An ionic porous organic polymer nanoparticle coating (TPAPy-IPOP) was constructed by a simple ‘one-step’ polymerization via an SN2 substitution reaction with a D-A system consisting of TPA and cationized pyridine. The antibacterial coating provides basic protection in the absence of light through cationic antibacterial patterning, and synergizes with photodynamic inactivation to increase antibacterial efficacy under visible light exposure.
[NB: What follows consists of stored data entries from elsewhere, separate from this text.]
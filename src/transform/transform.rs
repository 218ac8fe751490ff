use super::attr_step::{AttrStep, DocAttrStep};
use super::map::Mapping;
use super::mark::{self, MarkMatch};
use super::mark_step::{AddNodeMarkStep, RemoveNodeMarkStep};
use super::replace::{self, replace_step};
use super::step::{Step, StepResult};
use super::structure::{self, Wrapper};
use super::TransformError;
use crate::model::{Attrs, ContentMatch, Fragment, Mark, ModelError, Node, NodeRange, NodeType, Slice};
use serde_json::Value;
use tracing::debug;

/// Accumulates steps applied to a document, keeping every intermediate
/// document and the combined position mapping.
///
/// Builder methods return `&mut Self` so edits chain with `?`:
///
/// ```
/// use rich_doc::{basic, transform::Transform};
///
/// let schema = basic::schema();
/// let para = schema.node("paragraph", None, schema.text("hi", &[]).unwrap(), &[]).unwrap();
/// let doc = schema.node("doc", None, para, &[]).unwrap();
///
/// let mut tr = Transform::new(doc);
/// tr.insert(1, schema.text("oh, ", &[]).unwrap())?.delete(5, 6)?;
/// assert_eq!(tr.doc().text_content(), "oh, i");
/// # Ok::<(), rich_doc::transform::TransformError>(())
/// ```
#[derive(Debug, Clone)]
pub struct Transform {
    doc: Node,
    steps: Vec<Step>,
    docs: Vec<Node>,
    mapping: Mapping,
}

impl Transform {
    pub fn new(doc: Node) -> Self {
        Self {
            doc,
            steps: Vec::new(),
            docs: Vec::new(),
            mapping: Mapping::new(),
        }
    }

    /// The current document.
    pub fn doc(&self) -> &Node {
        &self.doc
    }

    /// The document before any step was applied.
    pub fn before(&self) -> &Node {
        self.docs.first().unwrap_or(&self.doc)
    }

    pub fn steps(&self) -> &[Step] {
        &self.steps
    }

    /// The document before each step, parallel to [`steps`](Self::steps).
    pub fn docs(&self) -> &[Node] {
        &self.docs
    }

    pub fn mapping(&self) -> &Mapping {
        &self.mapping
    }

    pub fn doc_changed(&self) -> bool {
        !self.steps.is_empty()
    }

    /// Applies `step`, failing with [`TransformError::StepFailed`] when it
    /// does not apply.
    pub fn step(&mut self, step: Step) -> Result<&mut Self, TransformError> {
        match self.maybe_step(step) {
            StepResult::Done(_) => Ok(self),
            StepResult::Failed(message) => Err(TransformError::StepFailed(message)),
        }
    }

    /// Tries to apply `step`, recording it only on success.
    pub fn maybe_step(&mut self, step: Step) -> StepResult {
        let result = step.apply(&self.doc);
        match &result {
            StepResult::Done(doc) => self.add_step(step, doc.clone()),
            StepResult::Failed(message) => {
                debug!(step = step.json_id(), %message, "step rejected");
            }
        }
        result
    }

    fn add_step(&mut self, step: Step, doc: Node) {
        let previous = std::mem::replace(&mut self.doc, doc);
        self.docs.push(previous);
        self.mapping.append_map(step.get_map(), None);
        self.steps.push(step);
    }

    /// Replaces `from..to` with `slice`, fitting it into the surrounding
    /// structure. Does nothing when the replacement is a no-op.
    pub fn replace(&mut self, from: usize, to: usize, slice: &Slice) -> Result<&mut Self, TransformError> {
        if let Some(step) = replace_step(&self.doc, from, to, slice)? {
            self.step(step)?;
        }
        Ok(self)
    }

    pub fn replace_with(
        &mut self,
        from: usize,
        to: usize,
        content: impl Into<Fragment>,
    ) -> Result<&mut Self, TransformError> {
        self.replace(from, to, &Slice::new(content.into(), 0, 0))
    }

    pub fn delete(&mut self, from: usize, to: usize) -> Result<&mut Self, TransformError> {
        self.replace(from, to, &Slice::empty())
    }

    pub fn insert(&mut self, pos: usize, content: impl Into<Fragment>) -> Result<&mut Self, TransformError> {
        self.replace_with(pos, pos, content)
    }

    /// Like [`replace`](Self::replace), but widens the range over parent
    /// nodes the slice can replace or that would be left empty.
    pub fn replace_range(&mut self, from: usize, to: usize, slice: &Slice) -> Result<&mut Self, TransformError> {
        replace::replace_range(self, from, to, slice)?;
        Ok(self)
    }

    /// Replaces `from..to` with a single node, moving out of the parent
    /// to find a valid insertion point when the range is empty.
    pub fn replace_range_with(&mut self, from: usize, to: usize, node: Node) -> Result<&mut Self, TransformError> {
        replace::replace_range_with(self, from, to, node)?;
        Ok(self)
    }

    /// Deletes `from..to`, widening over whole nodes where that is the
    /// cleaner result.
    pub fn delete_range(&mut self, from: usize, to: usize) -> Result<&mut Self, TransformError> {
        replace::delete_range(self, from, to)?;
        Ok(self)
    }

    /// Lifts `range` out of its parents down to depth `target`; see
    /// [`lift_target`](super::lift_target).
    pub fn lift(&mut self, range: &NodeRange, target: usize) -> Result<&mut Self, TransformError> {
        structure::lift(self, range, target)?;
        Ok(self)
    }

    /// Joins the blocks around `pos`, closing `depth` levels.
    pub fn join(&mut self, pos: usize, depth: usize) -> Result<&mut Self, TransformError> {
        structure::join(self, pos, depth)?;
        Ok(self)
    }

    pub fn wrap(&mut self, range: &NodeRange, wrappers: &[Wrapper]) -> Result<&mut Self, TransformError> {
        structure::wrap(self, range, wrappers)?;
        Ok(self)
    }

    /// Turns every textblock between `from` and `to` into `node_type`.
    pub fn set_block_type(
        &mut self,
        from: usize,
        to: usize,
        node_type: &NodeType,
        attrs: Option<&Attrs>,
    ) -> Result<&mut Self, TransformError> {
        structure::set_block_type(self, from, to, node_type, attrs)?;
        Ok(self)
    }

    /// Changes the type, attributes or marks of the node at `pos`. `None`
    /// keeps the node's type or marks.
    pub fn set_node_markup(
        &mut self,
        pos: usize,
        node_type: Option<&NodeType>,
        attrs: Option<&Attrs>,
        marks: Option<&[Mark]>,
    ) -> Result<&mut Self, TransformError> {
        structure::set_node_markup(self, pos, node_type, attrs, marks)?;
        Ok(self)
    }

    pub fn set_node_attribute(
        &mut self,
        pos: usize,
        attr: impl Into<String>,
        value: Value,
    ) -> Result<&mut Self, TransformError> {
        self.step(Step::Attr(AttrStep::new(pos, attr, value)))
    }

    pub fn set_doc_attribute(&mut self, attr: impl Into<String>, value: Value) -> Result<&mut Self, TransformError> {
        self.step(Step::DocAttr(DocAttrStep::new(attr, value)))
    }

    pub fn add_node_mark(&mut self, pos: usize, mark: Mark) -> Result<&mut Self, TransformError> {
        self.step(Step::AddNodeMark(AddNodeMarkStep::new(pos, mark)))
    }

    /// Removes the marks `which` selects from the node at `pos`.
    pub fn remove_node_mark(&mut self, pos: usize, which: &MarkMatch) -> Result<&mut Self, TransformError> {
        let node = self
            .doc
            .node_at(pos)
            .ok_or_else(|| ModelError::range(format!("No node at position {pos}")))?;
        for mark in which.select(node.marks()).into_iter().rev() {
            self.step(Step::RemoveNodeMark(RemoveNodeMarkStep::new(pos, mark)))?;
        }
        Ok(self)
    }

    /// Splits the node at `pos`, `depth` levels deep. Entries of
    /// `types_after` override the type of the split-off nodes, outermost
    /// first.
    pub fn split(
        &mut self,
        pos: usize,
        depth: usize,
        types_after: &[Option<Wrapper>],
    ) -> Result<&mut Self, TransformError> {
        structure::split(self, pos, depth, types_after)?;
        Ok(self)
    }

    pub fn add_mark(&mut self, from: usize, to: usize, mark: &Mark) -> Result<&mut Self, TransformError> {
        mark::add_mark(self, from, to, mark)?;
        Ok(self)
    }

    pub fn remove_mark(&mut self, from: usize, to: usize, which: &MarkMatch) -> Result<&mut Self, TransformError> {
        mark::remove_mark(self, from, to, which)?;
        Ok(self)
    }

    /// Strips content of the node at `pos` that `parent_type` does not
    /// allow, starting from `content_match` (the type's start state by
    /// default).
    pub fn clear_incompatible(
        &mut self,
        pos: usize,
        parent_type: &NodeType,
        content_match: Option<ContentMatch>,
    ) -> Result<&mut Self, TransformError> {
        self.clear_incompatible_with(pos, parent_type, content_match, true)
    }

    pub(crate) fn clear_incompatible_with(
        &mut self,
        pos: usize,
        parent_type: &NodeType,
        content_match: Option<ContentMatch>,
        clear_newlines: bool,
    ) -> Result<&mut Self, TransformError> {
        mark::clear_incompatible(self, pos, parent_type, content_match, clear_newlines)?;
        Ok(self)
    }
}

#[cfg(test)]
mod tests {
    use super::*;
    use crate::basic;
    use crate::transform::{find_wrapping, lift_target, Assoc, Mappable};
    use serde_json::json;

    fn doc(content: Value) -> Node {
        basic::schema()
            .node_from_json(&json!({"type": "doc", "content": content}))
            .unwrap()
    }

    fn p(text: &str) -> Value {
        json!({"type": "paragraph", "content": [{"type": "text", "text": text}]})
    }

    #[test]
    fn test_steps_docs_and_mapping_track_each_other() {
        let d = doc(json!([p("hello")]));
        let mut tr = Transform::new(d.clone());
        assert!(!tr.doc_changed());
        tr.delete(1, 3).unwrap().insert(1, basic::schema().text("J", &[]).unwrap()).unwrap();
        assert_eq!(tr.doc().text_content(), "Jllo");
        assert_eq!(tr.steps().len(), 2);
        assert_eq!(tr.docs().len(), 2);
        assert_eq!(tr.before(), &d);
        assert_eq!(tr.mapping().map(6, Assoc::After), 5);
    }

    #[test]
    fn test_failed_step_is_not_recorded() {
        let d = doc(json!([p("ab"), p("cd")]));
        let mut tr = Transform::new(d.clone());
        let err = tr.join(3, 1).unwrap_err();
        assert!(matches!(err, TransformError::StepFailed(_)));
        assert!(!tr.doc_changed());
        assert_eq!(tr.doc(), &d);
        assert!(tr.maybe_step(Step::Attr(AttrStep::new(99, "level", json!(1)))).failed().is_some());
    }

    #[test]
    fn test_no_op_replace_adds_nothing() {
        let mut tr = Transform::new(doc(json!([p("ab")])));
        tr.replace(2, 2, &Slice::empty()).unwrap();
        assert!(tr.steps().is_empty());
    }

    #[test]
    fn test_wrap_then_lift() {
        let schema = basic::schema();
        let d = doc(json!([p("one")]));
        let rpos = d.resolve(2).unwrap();
        let range = rpos.block_range(&rpos).unwrap();
        let quote = schema.node_type("blockquote").unwrap();
        let wrappers = find_wrapping(&range, &quote, None, None).unwrap();

        let mut tr = Transform::new(d.clone());
        tr.wrap(&range, &wrappers).unwrap();
        assert_eq!(tr.doc().to_string(), r#"doc(blockquote(paragraph("one")))"#);

        let rpos = tr.doc().resolve(3).unwrap();
        let range = rpos.block_range(&rpos).unwrap();
        let target = lift_target(&range).unwrap();
        tr.lift(&range, target).unwrap();
        assert_eq!(tr.doc(), &d);
    }

    #[test]
    fn test_lift_middle_item_splits_parent() {
        let d = doc(json!([{"type": "blockquote", "content": [p("a"), p("b"), p("c")]}]));
        let rpos = d.resolve(5).unwrap();
        let range = rpos.block_range(&rpos).unwrap();
        let mut tr = Transform::new(d);
        tr.lift(&range, 0).unwrap();
        assert_eq!(
            tr.doc().to_string(),
            r#"doc(blockquote(paragraph("a")), paragraph("b"), blockquote(paragraph("c")))"#
        );
    }

    #[test]
    fn test_split_and_join() {
        let d = doc(json!([p("abcd")]));
        let mut tr = Transform::new(d.clone());
        tr.split(3, 1, &[]).unwrap();
        assert_eq!(tr.doc().to_string(), r#"doc(paragraph("ab"), paragraph("cd"))"#);
        tr.join(4, 1).unwrap();
        assert_eq!(tr.doc(), &d);
    }

    #[test]
    fn test_split_with_type_after() {
        let schema = basic::schema();
        let d = doc(json!([{"type": "heading", "attrs": {"level": 2},
                            "content": [{"type": "text", "text": "ab"}]}]));
        let para = Wrapper::from(schema.node_type("paragraph").unwrap());
        let mut tr = Transform::new(d);
        tr.split(2, 1, &[Some(para)]).unwrap();
        assert_eq!(tr.doc().child(0).node_type().name(), "heading");
        assert_eq!(tr.doc().child(1).node_type().name(), "paragraph");
        assert_eq!(tr.doc().child(1).text_content(), "b");
    }

    #[test]
    fn test_set_block_type_over_range() {
        let schema = basic::schema();
        let d = doc(json!([p("a"), p("b"), {"type": "horizontal_rule"}]));
        let heading = schema.node_type("heading").unwrap();
        let attrs: Attrs = [("level".to_string(), json!(2))].into_iter().collect();
        let mut tr = Transform::new(d);
        tr.set_block_type(0, 7, &heading, Some(&attrs)).unwrap();
        let out = tr.doc();
        assert_eq!(out.child(0).node_type().name(), "heading");
        assert_eq!(out.child(1).node_type().name(), "heading");
        assert_eq!(out.child(1).attrs()["level"], json!(2));
        assert_eq!(out.child(2).node_type().name(), "horizontal_rule");
        assert_eq!(out.text_content(), "ab");
    }

    #[test]
    fn test_set_block_type_rejects_non_textblock() {
        let schema = basic::schema();
        let mut tr = Transform::new(doc(json!([p("a")])));
        let quote = schema.node_type("blockquote").unwrap();
        assert!(matches!(
            tr.set_block_type(0, 3, &quote, None),
            Err(TransformError::Model(_))
        ));
    }

    #[test]
    fn test_set_node_markup_and_attribute() {
        let schema = basic::schema();
        let d = doc(json!([p("a")]));
        let heading = schema.node_type("heading").unwrap();
        let mut tr = Transform::new(d);
        tr.set_node_markup(0, Some(&heading), None, None).unwrap();
        assert_eq!(tr.doc().child(0).attrs()["level"], json!(1));
        tr.set_node_attribute(0, "level", json!(4)).unwrap();
        assert_eq!(tr.doc().child(0).attrs()["level"], json!(4));
        assert_eq!(tr.doc().text_content(), "a");
    }

    #[test]
    fn test_node_marks() {
        let schema = basic::schema();
        let d = doc(json!([{"type": "paragraph", "content": [
            {"type": "image", "attrs": {"src": "x.png"}}
        ]}]));
        let em = schema.mark("em", None).unwrap();
        let strong = schema.mark("strong", None).unwrap();
        let mut tr = Transform::new(d.clone());
        tr.add_node_mark(1, em).unwrap().add_node_mark(1, strong).unwrap();
        assert_eq!(tr.doc().node_at(1).unwrap().marks().len(), 2);
        tr.remove_node_mark(1, &MarkMatch::All).unwrap();
        assert_eq!(tr.doc(), &d);
        assert!(tr.remove_node_mark(50, &MarkMatch::All).is_err());
    }

    #[test]
    fn test_add_and_remove_mark() {
        let schema = basic::schema();
        let d = doc(json!([p("hello")]));
        let em = schema.mark("em", None).unwrap();
        let mut tr = Transform::new(d.clone());
        tr.add_mark(2, 4, &em).unwrap();
        assert_eq!(tr.doc().child(0).child_count(), 3);
        tr.remove_mark(1, 6, &MarkMatch::Mark(em)).unwrap();
        assert_eq!(tr.doc(), &d);
    }
}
The antibacterial coating demonstrated favorable biosafety and antibacterial properties in the treatment of wounds infected with drug-resistant bacteria like MRSA. It is expected to constitute the go-to method for the design of antibacterial therapeutic photosensitizers. [Display omitted] Although photodynamic therapy (PDT) has great potential for treating severely infected wounds, it is restricted by the short lifetime, limited diffusion distance of reactive oxygen species (ROS), and incomplete contact with bacteria. Herein, we report a novel nanosized ionic porous organic polymer (TPAPy-IPOP) based on the triphenylamine (TPA) moiety. Strong electron-deficient cationic groups were introduced into TPA to construct the donor–acceptor (D–A) system, in which the photoelectric effect of TPAPy-IPOP was greatly enhanced, and it was easily excited to produce ROS under irradiation with visible light. The introduction of cations not only facilitated bacterial adsorption by TPAPy-IPOP via electrostatic attraction, which was more conducive to killing bacteria by ROS, but also inactivated bacteria by the cations directly. The nanosized TPAPy-IPOP remained suspended in water for several months and could be sprayed onto various substrates to form a durable coating with excellent antibacterial properties. The in vivo results proved that the silk fibroin/polyvinyl alcohol non-woven fabric (SF/PVA) coated with TPAPy-IPOP could create and maintain a sterile microenvironment at a wound site. The rapid reduction in inflammation resulting from its bactericidal action accelerated the wound healing rate. Collectively, this design is expected to offer a generalizable approach for developing novel antibacterial therapeutic photosensitizers, especially for infected wound treatment.